Mor Gabriel

Schon als sich das Christentum erstmals heftig stritt wegen der Zweinaturenlehre, im 5. Jahrhundert, war dieses Kloster - damals hiess es noch Simeonskloster - im Tur Abdin theologisch federfuehrend. Damals konnte man sich nicht zu den in Chalcedon vorgetragenen Formulierungen durchringen und wurde seither vom byzantinischen Patriarchen benachteiligt, vom Kaiser (bzw. seiner Mutter) jedoch bevorzugt. Theodosius etwa stiftete groessere Summen und Laendereien, und bis heute ist das Kloster wie die ganze jakobitische Christenheit in seiner Umgebung angefeindet, aber keineswegs arm. Die wenigen noch verbliebenen Christen, die im Land systematisch abgedraengt werden, leben von der Unterstuetzung der ausgewanderten Familienmitglieder.

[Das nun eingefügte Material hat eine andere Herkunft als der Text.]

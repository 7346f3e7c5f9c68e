use anyhow::{Context, Result, anyhow};
use serde::Deserialize;
use serde_json::{Value, json};
use tera::{Context as TeraContext, Tera};

use crate::providers::AUTO_DETECT;

pub const TOOL_NAME: &str = "deliver_translation";

const SYSTEM_PROMPT_TEMPLATE: &str = include_str!("prompts/system_prompt.tera");

#[derive(Debug, Clone)]
pub struct ToolSpec {
    pub name: String,
    pub description: String,
    pub parameters: Value,
}

pub fn tool_spec(tool_name: &str) -> ToolSpec {
    ToolSpec {
        name: tool_name.to_string(),
        description: "Return the translation of the study text.".to_string(),
        parameters: json!({
            "type": "object",
            "properties": {
                "translation": {"type": "string"},
                "source_language": {"type": "string"}
            },
            "required": ["translation"]
        }),
    }
}

pub fn render_system_prompt(
    source_lang: &str,
    target_lang: &str,
    tool_name: &str,
) -> Result<String> {
    let mut context = TeraContext::new();
    context.insert("source_lang", &describe_source(source_lang));
    context.insert("target_lang", target_lang.trim());
    context.insert("tool_name", tool_name);
    Tera::one_off(SYSTEM_PROMPT_TEMPLATE, &context, false)
        .with_context(|| "failed to render system prompt")
}

#[derive(Debug, Deserialize)]
struct ToolArgs {
    translation: String,
}

pub fn parse_tool_args(value: Value) -> Result<String> {
    let args: ToolArgs =
        serde_json::from_value(value).with_context(|| "failed to parse translation tool args")?;
    let translation = args.translation.trim();
    if translation.is_empty() {
        return Err(anyhow!("translation is empty"));
    }
    Ok(translation.to_string())
}

fn describe_source(source_lang: &str) -> String {
    let code = source_lang.trim();
    if code.eq_ignore_ascii_case(AUTO_DETECT) {
        "auto-detected".to_string()
    } else {
        code.to_string()
    }
}
use crate::model::SentenceRecord;
use crate::providers::TranslationProvider;
use crate::romanize::Romanizer;
use crate::translator::Translator;

#[derive(Debug, Clone, PartialEq, Eq)]
pub struct BuiltRecord {
    pub record: SentenceRecord,
    pub translation_failed: bool,
}

/// Turns a cleaned sentence (or a single vocabulary word) into a row.
pub struct RecordBuilder<'a, P: TranslationProvider> {
    romanizer: &'a Romanizer,
    translator: &'a Translator<P>,
}

impl<'a, P: TranslationProvider> RecordBuilder<'a, P> {
    pub fn new(romanizer: &'a Romanizer, translator: &'a Translator<P>) -> Self {
        Self {
            romanizer,
            translator,
        }
    }

    pub async fn build(&self, original: &str) -> BuiltRecord {
        let romanization = self.romanizer.romanize(original);
        let resolution = self.translator.resolve(original).await;
        let translation_failed = resolution.is_unavailable();
        BuiltRecord {
            record: SentenceRecord::new(resolution.into_text(), original, romanization),
            translation_failed,
        }
    }

    /// Builds rows in input order and counts the translations that fell
    /// through the fallback ladder.
    pub async fn build_all(&self, originals: &[String]) -> (Vec<SentenceRecord>, usize) {
        let mut records = Vec::with_capacity(originals.len());
        let mut failed = 0usize;
        for original in originals {
            let built = self.build(original).await;
            if built.translation_failed {
                failed += 1;
            }
            records.push(built.record);
        }
        (records, failed)
    }
}
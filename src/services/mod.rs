//! Service layer for business logic.
//!
//! The [`store`] owns the layout and enforces placement rules; the metric
//! modules derive figures from it; [`session`] wires both to persistence and
//! user-facing notices.

pub mod collision;
pub mod compliance;
pub mod logistics;
pub mod metrics;
pub mod notice;
pub mod save_slot;
pub mod scene;
pub mod session;
pub mod store;

// Re-export commonly used types and functions
pub use collision::{collides, Footprint, MODULE_EDGE_LENGTH};
pub use compliance::ComplianceReport;
pub use logistics::{LaunchVehicle, LogisticsEstimate};
pub use metrics::{MissionMetrics, MissionReport};
pub use notice::{NoticeBoard, NoticeTicket};
pub use save_slot::{LoadError, LoadOutcome, SaveError, SaveRecord, SaveSlot};
pub use scene::{scene_nodes, SceneNode};
pub use session::{Session, DEFAULT_NOTICE_DURATION};
pub use store::{LayoutStore, StoreError, StoreResult};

Die Hauptkirche ist ein Querschiffbau, also aehnlich einer Moschee breiter als lang, und ohne eine bauliche Orientierung auf den Altar, der in einer mittigen Nische aufgestellt ist. Diese Absis ist mit einem kunstvollen Mosaik ausgelegt, das gerade renoviert wird - ansonsten ist der Raum, der noch zwei weitere Nischen an der Ostwand aufweist, ganz schmucklos. Die weiteren Gebaeude sind wie die Stadt verschachtelt: das Oktogon, die Grabnische, die Marienkirche, Kueche, Gemeinschafts- und Wohnraeume.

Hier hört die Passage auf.